Not paying taxes saves you money...until it doesn't
Just in time for Tax Day, the article exhaustively documents America's restive tax-protest movement -- if such a Balkanized, ragtag crew can be called a movement. Every year, when it isn't fielding bombs from its constituents, the I.R.S. receives as many as 100,000 tax returns it considers frivolous, which bureaucrats place in what they call "the funny box." You don't have to be frivolous to be labeled as such, according to Zengerle (who, in full disclosure, is a friend of mine). Any tax rebel who files a so-called "educated return" after learning, erroneously, that income taxes are unconstitutional, or that only income earned outside the U.S. is taxable, usually winds up having to defend his or her actions in court. And not surprisingly, the court always seems to win.

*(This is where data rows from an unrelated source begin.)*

//! Path resolution: map a dotted path to its owning section and, for a
//! terminal key, to the exact line span of the assignment.

use crate::errors::PatchError;
use crate::index::{Header, HeaderKind};
use crate::path::{dotted, PathSegment};
use crate::scan::{find_unquoted, split_path_tokens, unquote_key, value_end_line};

/// Inclusive line span of one `key = value` assignment, with the key
/// segments as written on that line (unquoted), kept for re-emission.
#[derive(Debug, Clone, PartialEq, Eq)]
pub struct AssignmentSpan {
    pub start: usize,
    pub end: usize,
    pub key_segments: Vec<String>,
}

/// Resolve the section owning `table_path`.
///
/// An empty path resolves to the synthetic root. An explicit `[index]` on
/// the final segment requires the matching array-of-tables occurrence.
/// Without one, a plain table wins, a single array occurrence is accepted,
/// and several demand an explicit index. A path carried by both a plain
/// table and an array of tables is reported ambiguous rather than silently
/// preferring either.
pub fn resolve_section<'a>(
    headers: &'a [Header],
    table_path: &[PathSegment],
) -> Result<&'a Header, PatchError> {
    if table_path.is_empty() {
        return Ok(headers
            .iter()
            .find(|header| header.kind == HeaderKind::Root)
            .expect("root header is always indexed"));
    }

    let names: Vec<&str> = table_path.iter().map(|segment| segment.name.as_str()).collect();
    let path_matches =
        |header: &Header| header.path.iter().map(String::as_str).eq(names.iter().copied());

    if let Some(wanted) = table_path.last().and_then(|segment| segment.index) {
        return headers
            .iter()
            .find(|header| {
                header.kind == HeaderKind::ArrayEntry
                    && header.occurrence == Some(wanted)
                    && path_matches(header)
            })
            .ok_or_else(|| PatchError::PathNotFound {
                path: dotted(table_path),
            });
    }

    let mut table_match = None;
    let mut array_matches = Vec::new();
    for header in headers {
        match header.kind {
            HeaderKind::Table if path_matches(header) => table_match = Some(header),
            HeaderKind::ArrayEntry if path_matches(header) => array_matches.push(header),
            _ => {}
        }
    }

    match (table_match, array_matches.as_slice()) {
        (Some(header), []) => Ok(header),
        (None, [single]) => Ok(*single),
        (None, []) => Err(PatchError::PathNotFound {
            path: dotted(table_path),
        }),
        _ => Err(PatchError::AmbiguousPath {
            path: dotted(table_path),
        }),
    }
}

/// Locate the assignment owning `path` inside its resolved section.
///
/// Scans the section's owned lines, skipping blanks, comments, and header
/// lines; each candidate line's key segments are prefixed with the owning
/// header's identity and compared for exact segment equality. Zero matches
/// is not-found, several matches (a malformed document with duplicate
/// keys) is ambiguous.
pub fn locate_assignment(
    lines: &[String],
    headers: &[Header],
    path: &[PathSegment],
) -> Result<AssignmentSpan, PatchError> {
    let Some((_, table_path)) = path.split_last() else {
        return Err(PatchError::PathNotFound {
            path: String::new(),
        });
    };

    let section = resolve_section(headers, table_path)?;
    let identity = section.identity_segments();

    let mut matches = Vec::new();
    for i in section.content_start..section.content_end.min(lines.len()) {
        let line = &lines[i];
        let trimmed = line.trim_start();
        if trimmed.is_empty() || trimmed.starts_with('#') || trimmed.starts_with('[') {
            continue;
        }
        let Some(eq_idx) = find_unquoted(line, '=') else {
            continue;
        };
        let key_segments: Vec<String> = split_path_tokens(&line[..eq_idx])
            .iter()
            .map(|token| unquote_key(token))
            .collect();
        if key_segments.is_empty() {
            continue;
        }

        let full: Vec<PathSegment> = identity
            .iter()
            .cloned()
            .chain(key_segments.iter().map(|name| PathSegment::named(name.as_str())))
            .collect();
        if full.as_slice() == path {
            let end = value_end_line(lines, i, eq_idx + 1);
            matches.push(AssignmentSpan {
                start: i,
                end,
                key_segments,
            });
        }
    }

    match matches.len() {
        0 => Err(PatchError::PathNotFound { path: dotted(path) }),
        1 => Ok(matches.pop().expect("checked length")),
        _ => Err(PatchError::AmbiguousPath { path: dotted(path) }),
    }
}
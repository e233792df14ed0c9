use crate::errors::PatchError;
use crate::scan::{split_index_suffix, split_path_tokens, unquote_key};
use std::fmt;

/// One component of a dotted patch path.
///
/// `index` addresses a specific array-of-tables occurrence (`servers[1]`).
/// Equality is exact on both fields: `servers` and `servers[0]` are
/// distinct segments.
#[derive(Debug, Clone, PartialEq, Eq, Hash)]
pub struct PathSegment {
    pub name: String,
    pub index: Option<usize>,
}

impl PathSegment {
    pub fn named(name: impl Into<String>) -> Self {
        Self {
            name: name.into(),
            index: None,
        }
    }

    pub fn indexed(name: impl Into<String>, index: usize) -> Self {
        Self {
            name: name.into(),
            index: Some(index),
        }
    }
}

impl fmt::Display for PathSegment {
    fn fmt(&self, f: &mut fmt::Formatter<'_>) -> fmt::Result {
        match self.index {
            Some(index) => write!(f, "{}[{}]", self.name, index),
            None => write!(f, "{}", self.name),
        }
    }
}

/// Parse a caller-supplied dotted path with optional quoted keys and
/// `[index]` suffixes, e.g. `servers[1].host` or `"my.key".child`.
///
/// The index suffix is recognized on the raw token, so a quoted name may
/// itself contain brackets without being misread.
pub fn parse_path(input: &str) -> Result<Vec<PathSegment>, PatchError> {
    let tokens = split_path_tokens(input);
    if tokens.is_empty() {
        return Err(PatchError::InvalidPayload {
            input: input.to_string(),
            message: "empty path".to_string(),
        });
    }

    let mut segments = Vec::with_capacity(tokens.len());
    for token in &tokens {
        if token.is_empty() {
            return Err(PatchError::InvalidPayload {
                input: input.to_string(),
                message: "empty path segment".to_string(),
            });
        }
        let segment = match split_index_suffix(token) {
            Some((name, index)) => PathSegment::indexed(unquote_key(name), index),
            None => PathSegment::named(unquote_key(token)),
        };
        segments.push(segment);
    }
    Ok(segments)
}

/// Dotted rendering of a segment sequence, for diagnostics.
pub fn dotted(segments: &[PathSegment]) -> String {
    segments
        .iter()
        .map(|segment| segment.to_string())
        .collect::<Vec<_>>()
        .join(".")
}

#[cfg(test)]
mod tests {
    use super::*;

    #[test]
    fn parse_path_basic() {
        let path = parse_path("logger.stdout_level").unwrap();
        assert_eq!(
            path,
            vec![PathSegment::named("logger"), PathSegment::named("stdout_level")]
        );
    }

    #[test]
    fn parse_path_with_index_and_quotes() {
        let path = parse_path("\"my.key\".servers[1].host").unwrap();
        assert_eq!(
            path,
            vec![
                PathSegment::named("my.key"),
                PathSegment::indexed("servers", 1),
                PathSegment::named("host"),
            ]
        );
    }

    #[test]
    fn parse_path_rejects_empty_segment() {
        assert!(matches!(
            parse_path("a..b"),
            Err(PatchError::InvalidPayload { .. })
        ));
        assert!(matches!(
            parse_path(""),
            Err(PatchError::InvalidPayload { .. })
        ));
    }

    #[test]
    fn dotted_renders_indices() {
        let path = parse_path("servers[1].host").unwrap();
        assert_eq!(dotted(&path), "servers[1].host");
    }
}
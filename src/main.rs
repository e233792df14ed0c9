use clap::Parser;
use colored::Colorize;
use similar::{ChangeTag, TextDiff};
use std::fs;
use std::io::Write;
use std::path::{Path, PathBuf};
use std::process::ExitCode;
use toml_patcher::{
    DeleteKeyPatch, DeleteSectionPatch, PatchBatch, PatchError, SetPatch, TomlDocument,
};

#[derive(Parser)]
#[command(name = "toml-patcher")]
#[command(
    about = "Apply precise value changes to a TOML config without disturbing its formatting",
    long_about = None
)]
#[command(version)]
struct Cli {
    /// Input TOML path
    input: PathBuf,

    /// Output TOML path (may equal the input for in-place patching)
    output: PathBuf,

    /// Repeatable. 'path = TOML_VALUE [# inline comment]', e.g.
    /// --set 'logger.stdout_level = 6 # disable'
    /// --set 'servers[0].host = "localhost"'
    #[arg(long = "set", value_name = "EXPR")]
    sets: Vec<String>,

    /// Repeatable. Delete a single key by dotted path, e.g.
    /// --delete-key 'logger.file_level'
    #[arg(long = "delete-key", value_name = "PATH")]
    delete_keys: Vec<String>,

    /// Repeatable. Delete a section (non-recursive); arrays of tables
    /// require an explicit index, e.g. 'servers[2]'
    #[arg(long = "delete-section", value_name = "PATH")]
    delete_sections: Vec<String>,

    /// Replace or create the top-of-file comment block (newlines preserved)
    #[arg(long = "top-comment", value_name = "TEXT")]
    top_comment: Option<String>,

    /// Show a unified diff of the changes
    #[arg(short, long)]
    diff: bool,

    /// Resolve and apply everything in memory but do not write the output
    #[arg(short = 'n', long)]
    dry_run: bool,
}

fn main() -> ExitCode {
    let cli = Cli::parse();
    match run(&cli) {
        Ok(()) => ExitCode::SUCCESS,
        Err(err) => {
            eprintln!("{} {}", "error:".red(), err);
            ExitCode::from(err.exit_code())
        }
    }
}

fn run(cli: &Cli) -> Result<(), PatchError> {
    let text = fs::read_to_string(&cli.input).map_err(|err| PatchError::UnreadableInput {
        message: format!("{}: {}", cli.input.display(), err),
    })?;

    // Payload errors surface before any resolution work.
    let batch = build_batch(cli)?;

    let mut document = TomlDocument::parse(&text)?;
    document.apply(&batch)?;
    let patched = document.to_text();

    if cli.diff && patched != text {
        display_diff(&cli.input, &text, &patched);
    }

    if cli.dry_run {
        println!("{}", "[dry run] output not written".cyan());
        return Ok(());
    }

    write_output(&cli.output, &patched)
}

fn build_batch(cli: &Cli) -> Result<PatchBatch, PatchError> {
    let mut batch = PatchBatch {
        top_comment: cli.top_comment.clone(),
        ..PatchBatch::default()
    };
    for spec in &cli.sets {
        batch.sets.push(SetPatch::parse(spec)?);
    }
    for spec in &cli.delete_keys {
        batch.delete_keys.push(DeleteKeyPatch::parse(spec)?);
    }
    for spec in &cli.delete_sections {
        batch.delete_sections.push(DeleteSectionPatch::parse(spec)?);
    }
    Ok(batch)
}

/// Atomic write: tempfile in the target directory, fsync, rename. Either
/// the full write succeeds or the previous file is left intact.
fn write_output(path: &Path, content: &str) -> Result<(), PatchError> {
    let parent = match path.parent() {
        Some(dir) if !dir.as_os_str().is_empty() => dir,
        _ => Path::new("."),
    };

    let result = (|| {
        let mut temp = tempfile::NamedTempFile::new_in(parent)?;
        temp.write_all(content.as_bytes())?;
        temp.as_file().sync_all()?;
        temp.persist(path).map_err(|err| err.error)?;
        Ok::<(), std::io::Error>(())
    })();

    result.map_err(|err| PatchError::UnwritableOutput {
        message: format!("{}: {}", path.display(), err),
    })
}

/// Show a unified diff between the original and patched document.
fn display_diff(file: &Path, original: &str, patched: &str) {
    println!("{}", format!("--- {} (original)", file.display()).dimmed());
    println!("{}", format!("+++ {} (patched)", file.display()).dimmed());

    let diff = TextDiff::from_lines(original, patched);
    for change in diff.iter_all_changes() {
        let line = match change.tag() {
            ChangeTag::Delete => format!("-{}", change).red(),
            ChangeTag::Insert => format!("+{}", change).green(),
            ChangeTag::Equal => format!(" {}", change).normal(),
        };
        print!("{}", line);
    }
}
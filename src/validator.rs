//! Delegated TOML parsing: whole-document validation and value literals.
//!
//! The engine never interprets document semantics itself; it leans on the
//! `toml` parser to reject malformed input up front and to turn literal
//! snippets into structural values.

use crate::errors::PatchError;
use toml::{Table, Value};

/// Validate the full document, discarding the parsed form.
pub fn validate_document(text: &str) -> Result<(), PatchError> {
    text.parse::<Table>()
        .map_err(|err| PatchError::InvalidDocument {
            message: err.to_string(),
        })?;
    Ok(())
}

/// Parse a single TOML value literal via a synthetic `key = <literal>`
/// snippet.
pub fn parse_value_literal(source: &str) -> Result<Value, PatchError> {
    let snippet = format!("key = {source}\n");
    let mut table = snippet
        .parse::<Table>()
        .map_err(|err| PatchError::InvalidPayload {
            input: source.to_string(),
            message: err.to_string(),
        })?;
    table.remove("key").ok_or_else(|| PatchError::InvalidPayload {
        input: source.to_string(),
        message: "empty TOML value".to_string(),
    })
}

#[cfg(test)]
mod tests {
    use super::*;

    #[test]
    fn validates_and_rejects_documents() {
        assert!(validate_document("[a]\nx = 1\n").is_ok());
        assert!(matches!(
            validate_document("[a\nx = 1\n"),
            Err(PatchError::InvalidDocument { .. })
        ));
    }

    #[test]
    fn parses_value_literals() {
        assert_eq!(parse_value_literal("42").unwrap(), Value::Integer(42));
        assert_eq!(
            parse_value_literal("\"x\"").unwrap(),
            Value::String("x".to_string())
        );
        assert!(matches!(
            parse_value_literal("[1, 2"),
            Err(PatchError::InvalidPayload { .. })
        ));
    }
}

Which doesn't prevent tax-denial from being its own cottage industry. Zengerle cites, among others, an entrepreneur named Irwin Schiff, a onetime insurance broker who's spent decades writing half a dozen books on income taxes and why they can and should be avoided. Schiff's tax philosophy stands as a cautionary tale: He declined to pay taxes for years-until 2005, when he was convicted on multiple charges of tax evasion and sentenced, at age 78, to 13 years in prison. More famously, Wesley Snipes took a pass on Tax Day between 1999 and 2004, and now he's appealing a three-year prison sentence.
That's the thing about the "nontaxpayer" movement: Declining to pay taxes is a lucrative money-saving strategy up until the moment it isn't. And that moment always seems to come sooner or later. "Obviously, getting sentenced to 13 years in prison doesn't really recommend you to anybody," one protester says of the lack of leadership.
Trying to join a movement entirely lacking in inspiring success stories might provide enough deterrent from throwing crates of tea into Boston Harbor on Tax Day. And if that's still not enough, then just consider the humiliation of landing in the funny box.